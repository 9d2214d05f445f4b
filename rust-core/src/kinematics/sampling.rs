// Time grids and sampled series for plotting or JSON export

use std::collections::BTreeMap;

use serde::{Deserialize, Serialize};

use crate::config::GEOMETRY_TOLERANCE;
use crate::{DiagramError, Result};

/// Uniform sampling of `[0, t_end]` at `fps` samples per second
#[derive(Debug, Clone, Copy, PartialEq, Serialize, Deserialize)]
pub struct Timeline {
    t_end: f64,
    fps: f64,
}

impl Timeline {
    pub fn new(t_end: f64, fps: f64) -> Result<Self> {
        if !(t_end > 0.0 && t_end.is_finite()) {
            return Err(DiagramError::InvalidParameter(format!(
                "t_end must be positive, got {}",
                t_end
            )));
        }
        if !(fps > 0.0 && fps.is_finite()) {
            return Err(DiagramError::InvalidParameter(format!("fps must be positive, got {}", fps)));
        }
        Ok(Self { t_end, fps })
    }

    pub fn t_end(&self) -> f64 {
        self.t_end
    }

    pub fn fps(&self) -> f64 {
        self.fps
    }

    /// Strictly increasing sample times from 0; the last one is exactly `t_end`
    pub fn times(&self) -> Vec<f64> {
        let mut times = vec![0.0];
        times.extend(
            (1..)
                .map(|i| i as f64 / self.fps)
                .take_while(|t| *t < self.t_end - GEOMETRY_TOLERANCE),
        );
        times.push(self.t_end);
        times
    }

    /// Evaluate `f` at every sample time
    pub fn sample<F, I, K>(&self, mut f: F) -> Vec<Sample>
    where
        F: FnMut(f64) -> I,
        I: IntoIterator<Item = (K, f64)>,
        K: Into<String>,
    {
        self.times()
            .into_iter()
            .map(|t| Sample {
                t,
                values: f(t).into_iter().map(|(k, v)| (k.into(), v)).collect(),
            })
            .collect()
    }
}

/// Named quantities at one instant
#[derive(Debug, Clone, PartialEq, Serialize, Deserialize)]
pub struct Sample {
    pub t: f64,
    #[serde(flatten)]
    pub values: BTreeMap<String, f64>,
}

impl Sample {
    pub fn get(&self, name: &str) -> Option<f64> {
        self.values.get(name).copied()
    }
}
// Palette module: named diagram colors with two presets
// Replaces module-level color tables; a palette travels inside the Theme handed to each Figure.

use serde::{Deserialize, Serialize};

use super::color::Color;

/// Named colors used by the drawing code
///
/// Physics roles map onto these names by convention: weights are red, normal
/// forces blue, friction orange, tensions purple, applied forces green.
#[derive(Debug, Clone, PartialEq, Serialize, Deserialize)]
#[serde(default)]
pub struct Palette {
    pub blue: Color,
    pub red: Color,
    pub green: Color,
    pub orange: Color,
    pub purple: Color,
    pub gray: Color,
    pub brown: Color,
    pub rope: Color,
    pub rope_texture: Color,
    pub ground: Color,
    pub text: Color,
    pub highlight: Color,
    pub panel: Color,
    pub panel_border: Color,
}

impl Palette {
    /// Palette of the free-body and incline diagrams
    pub fn classic() -> Self {
        Self {
            blue: Color::rgb(0x25, 0x63, 0xeb),
            red: Color::rgb(0xdc, 0x26, 0x26),
            green: Color::rgb(0x16, 0xa3, 0x4a),
            orange: Color::rgb(0xea, 0x58, 0x0c),
            purple: Color::rgb(0x7c, 0x3a, 0xed),
            gray: Color::rgb(0x6b, 0x72, 0x80),
            brown: Color::rgb(0x92, 0x40, 0x0e),
            rope: Color::rgb(0x8b, 0x45, 0x13),
            rope_texture: Color::rgb(0x5d, 0x3a, 0x1a),
            ground: Color::rgb(0xd4, 0xa5, 0x74),
            text: Color::BLACK,
            highlight: Color::rgb(0xca, 0x8a, 0x04),
            panel: Color::rgb(0xff, 0xff, 0xe0),
            panel_border: Color::rgb(0x6b, 0x72, 0x80),
        }
    }

    /// Lighter STEM palette of the torque diagrams
    ///
    /// Force green, torque purple, pivot orange and r-vector blue.
    pub fn stem_light() -> Self {
        Self {
            blue: Color::rgb(0x25, 0x63, 0xeb),
            red: Color::rgb(0xdc, 0x26, 0x26),
            green: Color::rgb(0x16, 0xa3, 0x4a),
            orange: Color::rgb(0xea, 0x58, 0x0c),
            purple: Color::rgb(0x93, 0x33, 0xea),
            gray: Color::rgb(0x9c, 0xa3, 0xaf),
            brown: Color::rgb(0x92, 0x40, 0x0e),
            rope: Color::rgb(0x8b, 0x45, 0x13),
            rope_texture: Color::rgb(0x5d, 0x3a, 0x1a),
            ground: Color::rgb(0xd4, 0xa5, 0x74),
            text: Color::rgb(0x1f, 0x29, 0x37),
            highlight: Color::rgb(0xca, 0x8a, 0x04),
            panel: Color::rgb(0xf3, 0xf4, 0xf6),
            panel_border: Color::rgb(0xd1, 0xd5, 0xdb),
        }
    }

    /// Look a color up by its field name
    pub fn get(&self, name: &str) -> Option<Color> {
        let color = match name {
            "blue" => self.blue,
            "red" => self.red,
            "green" => self.green,
            "orange" => self.orange,
            "purple" => self.purple,
            "gray" | "grey" => self.gray,
            "brown" => self.brown,
            "rope" => self.rope,
            "rope_texture" => self.rope_texture,
            "ground" => self.ground,
            "text" => self.text,
            "highlight" => self.highlight,
            "panel" => self.panel,
            "panel_border" => self.panel_border,
            _ => return None,
        };
        Some(color)
    }
}

impl Default for Palette {
    fn default() -> Self {
        Self::classic()
    }
}
// Vector figures: splitting a vector into axis components, adding two perpendicular forces

use super::marks::{guide_line, note, right_angle_mark};
use crate::connectors::{decompose, AngleArc, Arrow, CoordAxes, FormulaBox};
use crate::geometries::{Point, Transform2D};
use crate::objects::Circle;
use crate::render::Figure;
use crate::style::{ShapeStyle, StrokeStyle, Theme};
use crate::Result;

/// Vector A = (4, 3) with its x and y components
pub fn vector_components(theme: &Theme) -> Result<Figure> {
    let mut figure = Figure::new(theme.clone())
        .with_title("Vector components")
        .with_limits((-0.5, 6.5), (-1.0, 5.0))?;
    let palette = figure.palette().clone();

    let a = Point::new(4.0, 3.0);
    let parts = decompose(a, &Transform2D::identity());
    let theta = Point::ORIGIN.angle_to(a).to_degrees();

    figure.add(&CoordAxes::new(Point::ORIGIN, 0.0).with_length(5.5).with_labels("x", "y"));
    figure.add(&Arrow::new(Point::ORIGIN, a, palette.blue).with_label("A", (-0.3, 0.4)).with_line_width(3.0));
    figure.add(
        &Arrow::new(Point::ORIGIN, parts.tangential, palette.red)
            .with_label("Ax = A cosθ", (0.0, -0.4))
            .with_line_width(2.5),
    );
    figure.add(
        &Arrow::new(parts.tangential, a, palette.green)
            .with_label("Ay = A sinθ", (0.9, 0.0))
            .with_line_width(2.5),
    );
    guide_line(&mut figure, (0.0, a.y), a);
    right_angle_mark(&mut figure, parts.tangential, Point::new(-1.0, 0.0), Point::new(0.0, 1.0), 0.3);
    figure.add(&AngleArc::new(Point::ORIGIN, 0.75, 0.0, theta).with_label("θ").with_color(palette.orange));
    Ok(figure)
}

/// Two perpendicular forces on a particle and their resultant
pub fn force_composition(theme: &Theme) -> Result<Figure> {
    let mut figure = Figure::new(theme.clone())
        .with_title("Adding perpendicular forces")
        .with_limits((-1.0, 7.0), (-1.0, 5.2))?;
    let palette = figure.palette().clone();

    let f1 = Point::new(4.0, 0.0);
    let f2 = Point::new(0.0, 3.0);
    let net = f1 + f2;
    let theta = Point::ORIGIN.angle_to(net).to_degrees();

    figure.add(&CoordAxes::new(Point::ORIGIN, 0.0).with_length(6.0).with_labels("x", "y"));
    figure.add(
        &Circle::new(0.3, Point::ORIGIN)
            .with_label("m")
            .with_style(ShapeStyle::filled(palette.gray.lighten(0.7)).with_stroke(StrokeStyle::new(palette.text, 2.0))),
    );
    figure.add(&Arrow::from_vector(Point::ORIGIN, f1, palette.blue).with_label("F1", (0.0, 0.4)).with_line_width(3.0));
    figure.add(&Arrow::from_vector(Point::ORIGIN, f2, palette.red).with_label("F2", (-0.5, 0.0)).with_line_width(3.0));
    figure.add(
        &Arrow::from_vector(Point::ORIGIN, net, palette.green)
            .with_label("F_net", (0.5, 0.3))
            .with_line_width(4.0),
    );
    guide_line(&mut figure, f1, net);
    guide_line(&mut figure, f2, net);
    right_angle_mark(&mut figure, Point::ORIGIN, Point::new(1.0, 0.0), Point::new(0.0, 1.0), 0.4);
    figure.add(&AngleArc::new(Point::ORIGIN, 0.75, 0.0, theta).with_label("θ"));
    figure.add(&FormulaBox::new((3.5, 4.6), "F_net = F1 + F2"));
    note(&mut figure, (3.5, 3.8), "|F_net| = √(F1² + F2²)", palette.green, 14.0);
    Ok(figure)
}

━━━━

#### YOUR OBJECTIVE
Pick every line from the listing holding the string "torque", and copy it.

#### TASK OUTPUT
    /// Lighter STEM palette of the torque diagrams
    /// Force green, torque purple, pivot orange and r-vector blue.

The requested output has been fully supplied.